_WHAT THE TASK ASKS_. Write out exactly the lines of the material below, beginning at the top and ending at the line that contains "use std::os::unix::fs::MetadataExt;".

_TASK INPUT_.

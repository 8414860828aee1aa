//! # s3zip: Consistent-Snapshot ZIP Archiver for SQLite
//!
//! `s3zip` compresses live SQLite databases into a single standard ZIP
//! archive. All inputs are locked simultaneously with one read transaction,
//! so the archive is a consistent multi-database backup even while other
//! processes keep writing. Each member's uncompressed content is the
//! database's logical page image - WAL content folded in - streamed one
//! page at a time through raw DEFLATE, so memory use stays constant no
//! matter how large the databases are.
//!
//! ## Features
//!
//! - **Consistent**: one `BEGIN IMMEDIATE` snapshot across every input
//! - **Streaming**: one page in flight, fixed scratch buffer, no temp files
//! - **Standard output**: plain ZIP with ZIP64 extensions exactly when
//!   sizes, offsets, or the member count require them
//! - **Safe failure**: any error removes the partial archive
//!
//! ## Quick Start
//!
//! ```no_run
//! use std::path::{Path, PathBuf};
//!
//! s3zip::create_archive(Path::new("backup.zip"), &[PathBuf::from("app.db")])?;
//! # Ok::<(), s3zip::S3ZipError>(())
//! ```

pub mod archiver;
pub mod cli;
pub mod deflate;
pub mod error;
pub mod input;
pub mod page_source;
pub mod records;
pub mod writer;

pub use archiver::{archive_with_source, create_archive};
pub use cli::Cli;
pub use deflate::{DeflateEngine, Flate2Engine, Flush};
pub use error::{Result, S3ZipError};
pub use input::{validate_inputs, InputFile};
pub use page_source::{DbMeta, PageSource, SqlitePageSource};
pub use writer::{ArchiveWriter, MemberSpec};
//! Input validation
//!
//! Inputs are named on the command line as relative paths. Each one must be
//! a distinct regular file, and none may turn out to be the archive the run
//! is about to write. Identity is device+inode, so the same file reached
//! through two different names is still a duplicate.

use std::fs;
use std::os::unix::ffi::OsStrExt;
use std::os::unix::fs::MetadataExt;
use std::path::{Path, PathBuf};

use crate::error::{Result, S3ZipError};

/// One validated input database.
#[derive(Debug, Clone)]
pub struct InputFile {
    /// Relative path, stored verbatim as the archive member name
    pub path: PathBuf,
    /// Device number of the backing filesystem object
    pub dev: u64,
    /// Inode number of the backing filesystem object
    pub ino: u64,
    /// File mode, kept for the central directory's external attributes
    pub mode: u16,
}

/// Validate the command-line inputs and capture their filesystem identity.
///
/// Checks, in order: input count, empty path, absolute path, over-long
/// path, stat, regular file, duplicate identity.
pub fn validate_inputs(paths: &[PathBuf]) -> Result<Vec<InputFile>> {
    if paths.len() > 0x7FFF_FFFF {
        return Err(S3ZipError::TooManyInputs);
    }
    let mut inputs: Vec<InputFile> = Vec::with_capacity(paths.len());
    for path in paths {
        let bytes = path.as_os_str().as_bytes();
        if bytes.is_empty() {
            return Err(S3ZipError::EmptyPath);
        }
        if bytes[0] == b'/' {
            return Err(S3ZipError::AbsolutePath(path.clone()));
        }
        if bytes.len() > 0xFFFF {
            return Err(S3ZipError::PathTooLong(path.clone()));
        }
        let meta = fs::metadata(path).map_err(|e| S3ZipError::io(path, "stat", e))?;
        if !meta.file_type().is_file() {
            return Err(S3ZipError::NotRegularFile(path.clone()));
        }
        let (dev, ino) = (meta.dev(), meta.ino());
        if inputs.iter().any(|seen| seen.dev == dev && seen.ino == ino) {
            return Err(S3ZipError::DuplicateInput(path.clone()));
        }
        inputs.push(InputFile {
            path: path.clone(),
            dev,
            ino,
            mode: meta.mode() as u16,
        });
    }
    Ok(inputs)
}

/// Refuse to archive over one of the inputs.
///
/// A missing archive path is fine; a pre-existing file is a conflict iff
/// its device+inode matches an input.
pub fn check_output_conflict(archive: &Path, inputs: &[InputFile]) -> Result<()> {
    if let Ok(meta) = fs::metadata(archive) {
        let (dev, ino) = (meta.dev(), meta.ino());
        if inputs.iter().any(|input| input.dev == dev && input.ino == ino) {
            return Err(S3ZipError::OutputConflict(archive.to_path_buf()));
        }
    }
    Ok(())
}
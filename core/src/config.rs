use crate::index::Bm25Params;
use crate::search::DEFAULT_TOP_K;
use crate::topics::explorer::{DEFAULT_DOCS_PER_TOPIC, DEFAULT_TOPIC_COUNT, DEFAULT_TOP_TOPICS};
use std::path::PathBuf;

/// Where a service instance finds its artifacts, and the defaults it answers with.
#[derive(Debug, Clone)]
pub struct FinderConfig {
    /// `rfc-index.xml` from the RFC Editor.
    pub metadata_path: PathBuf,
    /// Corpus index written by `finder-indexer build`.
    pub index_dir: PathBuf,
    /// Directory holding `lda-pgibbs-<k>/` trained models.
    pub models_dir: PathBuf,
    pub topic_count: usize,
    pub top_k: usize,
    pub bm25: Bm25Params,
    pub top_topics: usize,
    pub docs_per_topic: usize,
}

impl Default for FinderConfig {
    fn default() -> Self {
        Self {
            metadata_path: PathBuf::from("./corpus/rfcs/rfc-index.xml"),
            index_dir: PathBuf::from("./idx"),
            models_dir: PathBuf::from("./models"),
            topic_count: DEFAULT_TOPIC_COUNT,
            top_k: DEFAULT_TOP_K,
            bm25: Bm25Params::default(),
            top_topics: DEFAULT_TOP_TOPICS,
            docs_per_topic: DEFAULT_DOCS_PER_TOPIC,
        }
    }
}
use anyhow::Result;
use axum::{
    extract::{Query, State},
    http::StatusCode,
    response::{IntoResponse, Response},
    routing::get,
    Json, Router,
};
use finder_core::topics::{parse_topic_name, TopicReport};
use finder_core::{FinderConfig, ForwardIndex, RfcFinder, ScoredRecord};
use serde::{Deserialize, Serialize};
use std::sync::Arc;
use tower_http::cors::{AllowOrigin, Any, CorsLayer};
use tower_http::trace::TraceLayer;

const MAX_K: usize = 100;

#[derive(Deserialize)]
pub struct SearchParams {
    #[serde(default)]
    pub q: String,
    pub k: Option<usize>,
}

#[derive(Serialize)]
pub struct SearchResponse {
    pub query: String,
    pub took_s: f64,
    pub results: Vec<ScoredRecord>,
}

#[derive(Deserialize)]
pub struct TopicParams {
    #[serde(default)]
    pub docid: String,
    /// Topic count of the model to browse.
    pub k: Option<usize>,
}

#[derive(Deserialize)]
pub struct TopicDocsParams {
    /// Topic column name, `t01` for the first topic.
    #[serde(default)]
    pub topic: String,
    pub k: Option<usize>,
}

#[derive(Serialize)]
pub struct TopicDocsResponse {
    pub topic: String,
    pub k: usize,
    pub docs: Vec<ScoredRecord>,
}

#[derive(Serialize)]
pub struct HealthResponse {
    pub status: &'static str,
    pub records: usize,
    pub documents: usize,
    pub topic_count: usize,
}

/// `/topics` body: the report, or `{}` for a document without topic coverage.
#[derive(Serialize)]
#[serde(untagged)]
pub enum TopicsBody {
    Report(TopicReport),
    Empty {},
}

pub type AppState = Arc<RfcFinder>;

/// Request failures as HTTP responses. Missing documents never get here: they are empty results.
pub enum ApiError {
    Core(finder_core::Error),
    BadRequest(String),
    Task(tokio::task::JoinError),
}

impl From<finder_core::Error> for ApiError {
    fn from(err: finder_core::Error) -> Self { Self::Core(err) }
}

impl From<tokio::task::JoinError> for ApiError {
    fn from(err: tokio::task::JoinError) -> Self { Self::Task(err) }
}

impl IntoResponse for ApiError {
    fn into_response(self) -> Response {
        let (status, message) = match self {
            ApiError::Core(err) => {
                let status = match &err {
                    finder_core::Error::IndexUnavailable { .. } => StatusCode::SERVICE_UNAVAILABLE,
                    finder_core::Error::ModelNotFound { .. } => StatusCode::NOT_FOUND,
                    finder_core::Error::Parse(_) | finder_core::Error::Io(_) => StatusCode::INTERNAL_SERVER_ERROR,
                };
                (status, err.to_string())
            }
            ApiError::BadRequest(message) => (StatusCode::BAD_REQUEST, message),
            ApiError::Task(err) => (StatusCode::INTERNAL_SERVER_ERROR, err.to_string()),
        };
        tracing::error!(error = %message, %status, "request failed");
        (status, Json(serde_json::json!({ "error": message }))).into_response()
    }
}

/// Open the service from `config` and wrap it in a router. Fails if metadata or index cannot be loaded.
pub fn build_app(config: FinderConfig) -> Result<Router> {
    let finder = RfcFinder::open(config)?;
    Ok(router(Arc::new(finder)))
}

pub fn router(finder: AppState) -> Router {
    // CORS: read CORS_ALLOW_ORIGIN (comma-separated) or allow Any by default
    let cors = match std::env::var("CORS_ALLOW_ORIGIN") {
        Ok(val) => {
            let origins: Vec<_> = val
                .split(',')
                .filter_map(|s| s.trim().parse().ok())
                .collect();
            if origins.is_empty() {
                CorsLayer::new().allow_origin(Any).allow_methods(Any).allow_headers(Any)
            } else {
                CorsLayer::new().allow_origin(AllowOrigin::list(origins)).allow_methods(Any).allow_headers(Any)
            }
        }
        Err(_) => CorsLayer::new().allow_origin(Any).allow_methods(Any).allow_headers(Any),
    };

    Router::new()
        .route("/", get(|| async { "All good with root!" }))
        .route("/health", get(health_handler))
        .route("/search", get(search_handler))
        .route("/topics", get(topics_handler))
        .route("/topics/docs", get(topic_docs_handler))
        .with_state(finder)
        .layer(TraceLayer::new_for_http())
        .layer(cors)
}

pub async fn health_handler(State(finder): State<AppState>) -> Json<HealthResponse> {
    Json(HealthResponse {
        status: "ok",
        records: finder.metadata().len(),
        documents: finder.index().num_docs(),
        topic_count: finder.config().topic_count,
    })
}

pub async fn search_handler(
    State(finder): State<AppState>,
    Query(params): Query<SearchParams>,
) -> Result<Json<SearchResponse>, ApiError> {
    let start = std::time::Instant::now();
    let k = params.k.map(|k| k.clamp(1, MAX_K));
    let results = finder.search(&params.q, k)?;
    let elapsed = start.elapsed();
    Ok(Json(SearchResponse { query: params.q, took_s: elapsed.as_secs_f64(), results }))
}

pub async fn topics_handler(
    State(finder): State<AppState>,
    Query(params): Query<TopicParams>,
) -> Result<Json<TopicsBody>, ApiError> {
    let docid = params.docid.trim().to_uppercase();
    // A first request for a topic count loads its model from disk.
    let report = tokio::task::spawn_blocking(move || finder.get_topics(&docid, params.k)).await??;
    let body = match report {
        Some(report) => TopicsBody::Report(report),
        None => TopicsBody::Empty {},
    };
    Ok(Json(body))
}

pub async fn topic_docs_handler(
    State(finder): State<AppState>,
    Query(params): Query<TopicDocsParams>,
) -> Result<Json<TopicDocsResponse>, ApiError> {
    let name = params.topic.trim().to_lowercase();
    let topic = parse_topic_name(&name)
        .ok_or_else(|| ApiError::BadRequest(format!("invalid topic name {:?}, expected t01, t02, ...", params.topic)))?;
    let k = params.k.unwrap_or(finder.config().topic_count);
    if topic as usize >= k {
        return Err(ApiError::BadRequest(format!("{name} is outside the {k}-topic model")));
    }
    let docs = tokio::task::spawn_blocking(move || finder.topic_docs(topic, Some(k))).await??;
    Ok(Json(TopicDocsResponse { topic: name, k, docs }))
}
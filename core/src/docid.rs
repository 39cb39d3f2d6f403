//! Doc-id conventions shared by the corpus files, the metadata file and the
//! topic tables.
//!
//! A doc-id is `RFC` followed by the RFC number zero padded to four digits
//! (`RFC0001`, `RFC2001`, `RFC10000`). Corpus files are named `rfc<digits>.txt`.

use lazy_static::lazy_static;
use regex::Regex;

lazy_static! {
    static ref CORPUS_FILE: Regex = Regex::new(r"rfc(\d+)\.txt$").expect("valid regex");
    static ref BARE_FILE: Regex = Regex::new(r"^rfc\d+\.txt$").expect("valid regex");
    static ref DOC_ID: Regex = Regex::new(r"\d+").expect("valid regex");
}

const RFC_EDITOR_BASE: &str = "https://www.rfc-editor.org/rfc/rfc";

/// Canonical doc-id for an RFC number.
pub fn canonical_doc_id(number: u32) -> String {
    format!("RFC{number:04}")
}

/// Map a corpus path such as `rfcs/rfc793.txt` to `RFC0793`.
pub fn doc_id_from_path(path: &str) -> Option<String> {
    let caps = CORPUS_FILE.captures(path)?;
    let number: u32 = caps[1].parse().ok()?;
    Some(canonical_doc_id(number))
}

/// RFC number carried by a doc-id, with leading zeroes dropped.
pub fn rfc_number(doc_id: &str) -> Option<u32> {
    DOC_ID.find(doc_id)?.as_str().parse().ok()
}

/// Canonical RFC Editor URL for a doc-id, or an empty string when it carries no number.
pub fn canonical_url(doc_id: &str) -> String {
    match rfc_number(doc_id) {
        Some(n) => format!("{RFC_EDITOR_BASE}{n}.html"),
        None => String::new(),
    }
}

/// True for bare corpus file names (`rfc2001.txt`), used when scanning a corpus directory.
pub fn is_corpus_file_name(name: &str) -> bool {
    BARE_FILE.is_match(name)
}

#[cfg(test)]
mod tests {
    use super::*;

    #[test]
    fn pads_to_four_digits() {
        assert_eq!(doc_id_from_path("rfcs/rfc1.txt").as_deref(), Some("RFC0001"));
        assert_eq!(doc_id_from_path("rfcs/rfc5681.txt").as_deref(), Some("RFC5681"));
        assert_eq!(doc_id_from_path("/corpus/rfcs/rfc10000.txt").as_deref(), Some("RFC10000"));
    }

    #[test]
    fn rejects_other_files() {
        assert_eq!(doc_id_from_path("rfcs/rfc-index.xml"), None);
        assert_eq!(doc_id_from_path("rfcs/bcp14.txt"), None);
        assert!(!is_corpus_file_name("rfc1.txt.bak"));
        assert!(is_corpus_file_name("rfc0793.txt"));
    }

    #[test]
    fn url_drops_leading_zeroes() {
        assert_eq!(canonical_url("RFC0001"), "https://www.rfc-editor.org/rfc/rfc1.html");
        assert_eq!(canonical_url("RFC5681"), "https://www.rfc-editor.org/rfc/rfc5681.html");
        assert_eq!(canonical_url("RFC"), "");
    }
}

_ANSWER SPACE_.
repository 8414860828aee1aa
//! # s3zip: Consistent-Snapshot ZIP Archiver for SQLite
//!
//! `s3zip` compresses live SQLite databases into a single standard ZIP
//! archive. All inputs are locked simultaneously with one read transaction,
//! so the archive is a consistent multi-database backup even while other
//! processes keep writing. Each member's uncompressed content is the
//! database's logical page image - WAL content folded in - streamed one
//! page at a time through raw DEFLATE, so memory use stays constant no
//! matter how large the databases are.
//!
//! ## Features
//!
//! - **Consistent**: one `BEGIN IMMEDIATE` snapshot across every input
//! - **Streaming**: one page in flight, fixed scratch buffer, no temp files
//! - **Standard output**: plain ZIP with ZIP64 extensions exactly when
//!   sizes, offsets, or the member count require them
//! - **Safe failure**: any error removes the partial archive
//!
//! ## Quick Start
//!
//! ```no_run
//! use std::path::{Path, PathBuf};
//!
//! s3zip::create_archive(Path::new("backup.zip"), &[PathBuf::from("app.db")])?;
//! # Ok::<(), s3zip::S3ZipError>(())
//! ```

pub mod archiver;
pub mod cli;
pub mod deflate;
pub mod error;
pub mod input;
pub mod page_source;
pub mod records;
pub mod writer;

pub use archiver::{archive_with_source, create_archive};
pub use cli::Cli;
pub use deflate::{DeflateEngine, Flate2Engine, Flush};
pub use error::{Result, S3ZipError};
pub use input::{validate_inputs, InputFile};
pub use page_source::{DbMeta, PageSource, SqlitePageSource};
pub use writer::{ArchiveWriter, MemberSpec};
//! Input validation
//!
//! Inputs are named on the command line as relative paths. Each one must be
//! a distinct regular file, and none may turn out to be the archive the run
//! is about to write. Identity is device+inode, so the same file reached
//! through two different names is still a duplicate.

use std::fs;
use std::os::unix::ffi::OsStrExt;
use std::os::unix::fs::MetadataExt;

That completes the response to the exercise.